Task instructions - Beginning with the line below that contains "Attachment name advertised" and ending with the line that contains "the first part.", copy every line exactly. Copy nothing else.

Available data -
++++++++
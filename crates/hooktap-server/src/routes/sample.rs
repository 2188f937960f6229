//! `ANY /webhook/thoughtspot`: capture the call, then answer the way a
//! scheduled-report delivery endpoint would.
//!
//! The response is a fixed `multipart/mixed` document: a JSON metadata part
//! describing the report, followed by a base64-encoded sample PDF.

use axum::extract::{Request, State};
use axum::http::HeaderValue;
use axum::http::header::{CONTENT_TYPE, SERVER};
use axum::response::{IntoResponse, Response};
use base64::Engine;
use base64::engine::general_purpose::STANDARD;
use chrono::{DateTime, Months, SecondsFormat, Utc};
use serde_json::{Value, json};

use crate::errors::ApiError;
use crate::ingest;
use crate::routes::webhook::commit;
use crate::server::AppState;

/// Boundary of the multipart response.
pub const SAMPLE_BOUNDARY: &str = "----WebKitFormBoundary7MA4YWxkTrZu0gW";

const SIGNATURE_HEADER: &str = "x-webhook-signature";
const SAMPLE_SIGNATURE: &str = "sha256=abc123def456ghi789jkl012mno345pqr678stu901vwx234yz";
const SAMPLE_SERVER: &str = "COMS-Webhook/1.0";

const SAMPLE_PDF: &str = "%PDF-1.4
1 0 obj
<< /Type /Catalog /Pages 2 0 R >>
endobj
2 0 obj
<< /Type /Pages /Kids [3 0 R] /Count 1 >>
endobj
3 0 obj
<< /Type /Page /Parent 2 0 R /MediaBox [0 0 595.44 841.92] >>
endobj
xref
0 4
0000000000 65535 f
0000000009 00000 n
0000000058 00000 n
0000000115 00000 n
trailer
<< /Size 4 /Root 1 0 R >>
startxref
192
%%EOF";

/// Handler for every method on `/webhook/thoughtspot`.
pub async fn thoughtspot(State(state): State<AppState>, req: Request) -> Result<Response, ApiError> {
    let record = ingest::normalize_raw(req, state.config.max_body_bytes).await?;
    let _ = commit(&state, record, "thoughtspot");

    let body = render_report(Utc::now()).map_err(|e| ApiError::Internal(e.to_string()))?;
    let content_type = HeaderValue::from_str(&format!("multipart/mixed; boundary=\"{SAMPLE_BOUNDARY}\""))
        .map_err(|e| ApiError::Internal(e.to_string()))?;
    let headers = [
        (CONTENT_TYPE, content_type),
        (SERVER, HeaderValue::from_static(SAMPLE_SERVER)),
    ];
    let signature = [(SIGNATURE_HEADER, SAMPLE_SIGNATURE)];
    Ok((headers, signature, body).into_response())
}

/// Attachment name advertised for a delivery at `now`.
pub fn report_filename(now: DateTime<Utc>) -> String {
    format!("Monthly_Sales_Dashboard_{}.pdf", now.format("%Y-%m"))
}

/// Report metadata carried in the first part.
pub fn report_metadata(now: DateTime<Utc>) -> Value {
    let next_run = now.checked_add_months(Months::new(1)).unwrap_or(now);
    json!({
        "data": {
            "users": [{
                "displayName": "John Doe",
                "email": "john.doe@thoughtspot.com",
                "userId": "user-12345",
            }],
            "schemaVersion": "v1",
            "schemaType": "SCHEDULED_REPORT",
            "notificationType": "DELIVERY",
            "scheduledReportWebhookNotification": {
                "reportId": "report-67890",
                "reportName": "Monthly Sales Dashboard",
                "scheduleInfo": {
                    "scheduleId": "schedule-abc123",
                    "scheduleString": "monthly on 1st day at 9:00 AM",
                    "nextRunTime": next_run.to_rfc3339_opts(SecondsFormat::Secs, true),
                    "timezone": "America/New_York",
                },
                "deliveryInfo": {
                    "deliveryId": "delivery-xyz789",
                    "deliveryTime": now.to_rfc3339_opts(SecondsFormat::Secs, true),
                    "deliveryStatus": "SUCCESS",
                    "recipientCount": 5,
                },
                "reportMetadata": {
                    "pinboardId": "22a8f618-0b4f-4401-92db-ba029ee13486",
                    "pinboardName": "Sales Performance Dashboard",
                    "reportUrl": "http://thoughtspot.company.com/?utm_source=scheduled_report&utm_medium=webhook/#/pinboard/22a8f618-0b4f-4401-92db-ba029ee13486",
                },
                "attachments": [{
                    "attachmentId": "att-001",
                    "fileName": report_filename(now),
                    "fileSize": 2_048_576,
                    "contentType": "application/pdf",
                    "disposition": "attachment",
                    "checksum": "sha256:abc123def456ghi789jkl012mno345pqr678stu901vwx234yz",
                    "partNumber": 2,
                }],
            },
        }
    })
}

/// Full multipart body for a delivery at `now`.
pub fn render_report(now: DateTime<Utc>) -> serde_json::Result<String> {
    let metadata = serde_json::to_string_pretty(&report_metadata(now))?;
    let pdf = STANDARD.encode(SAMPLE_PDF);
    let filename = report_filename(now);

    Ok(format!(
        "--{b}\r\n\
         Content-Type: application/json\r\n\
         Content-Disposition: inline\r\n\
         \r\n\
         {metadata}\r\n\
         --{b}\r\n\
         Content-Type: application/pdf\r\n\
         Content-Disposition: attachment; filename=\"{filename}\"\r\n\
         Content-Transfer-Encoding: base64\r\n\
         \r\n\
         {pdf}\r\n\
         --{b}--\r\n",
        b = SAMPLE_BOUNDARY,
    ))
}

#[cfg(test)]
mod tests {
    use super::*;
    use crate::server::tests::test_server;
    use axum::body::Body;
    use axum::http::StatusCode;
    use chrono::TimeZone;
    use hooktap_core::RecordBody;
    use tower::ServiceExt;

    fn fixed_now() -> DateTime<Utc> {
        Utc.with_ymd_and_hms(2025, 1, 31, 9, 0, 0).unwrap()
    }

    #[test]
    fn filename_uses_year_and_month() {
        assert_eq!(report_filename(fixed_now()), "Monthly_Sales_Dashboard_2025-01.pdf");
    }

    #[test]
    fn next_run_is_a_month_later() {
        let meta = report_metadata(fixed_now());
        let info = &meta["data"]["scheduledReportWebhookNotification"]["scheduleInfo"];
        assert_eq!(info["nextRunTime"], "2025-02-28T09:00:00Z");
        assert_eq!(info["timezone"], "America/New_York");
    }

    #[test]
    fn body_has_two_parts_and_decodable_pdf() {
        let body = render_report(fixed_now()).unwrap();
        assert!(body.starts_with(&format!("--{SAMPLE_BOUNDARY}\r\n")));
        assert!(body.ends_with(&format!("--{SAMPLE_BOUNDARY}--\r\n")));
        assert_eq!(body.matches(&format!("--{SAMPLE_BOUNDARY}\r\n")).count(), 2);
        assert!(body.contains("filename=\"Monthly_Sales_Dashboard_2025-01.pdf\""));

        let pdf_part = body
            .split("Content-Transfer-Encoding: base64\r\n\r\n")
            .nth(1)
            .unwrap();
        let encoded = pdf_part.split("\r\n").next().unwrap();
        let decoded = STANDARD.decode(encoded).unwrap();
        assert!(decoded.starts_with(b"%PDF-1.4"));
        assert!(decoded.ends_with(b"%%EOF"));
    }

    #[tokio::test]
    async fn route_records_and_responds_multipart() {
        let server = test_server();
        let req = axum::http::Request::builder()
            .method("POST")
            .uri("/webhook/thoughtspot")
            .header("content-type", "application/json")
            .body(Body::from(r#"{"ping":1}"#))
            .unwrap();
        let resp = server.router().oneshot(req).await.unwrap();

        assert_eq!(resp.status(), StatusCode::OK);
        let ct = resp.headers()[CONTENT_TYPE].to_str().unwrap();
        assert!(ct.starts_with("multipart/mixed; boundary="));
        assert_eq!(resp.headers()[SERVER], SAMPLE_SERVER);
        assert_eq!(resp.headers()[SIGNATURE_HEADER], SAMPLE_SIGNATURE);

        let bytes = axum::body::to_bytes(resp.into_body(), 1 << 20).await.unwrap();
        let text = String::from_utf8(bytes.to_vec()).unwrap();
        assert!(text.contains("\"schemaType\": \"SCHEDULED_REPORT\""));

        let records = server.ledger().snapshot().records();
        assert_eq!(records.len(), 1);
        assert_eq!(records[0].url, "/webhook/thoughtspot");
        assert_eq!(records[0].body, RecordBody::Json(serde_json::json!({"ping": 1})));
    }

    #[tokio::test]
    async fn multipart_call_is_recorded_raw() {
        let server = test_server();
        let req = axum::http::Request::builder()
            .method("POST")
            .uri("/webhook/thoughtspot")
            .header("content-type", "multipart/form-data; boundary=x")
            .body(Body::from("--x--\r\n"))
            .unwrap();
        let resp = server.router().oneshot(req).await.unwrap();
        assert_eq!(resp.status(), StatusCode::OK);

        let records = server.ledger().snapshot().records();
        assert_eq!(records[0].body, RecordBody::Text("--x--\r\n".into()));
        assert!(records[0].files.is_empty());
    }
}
++++++++
Answer box -
/// Attachment name advertised for a delivery at `now`.
pub fn report_filename(now: DateTime<Utc>) -> String {
    format!("Monthly_Sales_Dashboard_{}.pdf", now.format("%Y-%m"))
}

/// Report metadata carried in the first part.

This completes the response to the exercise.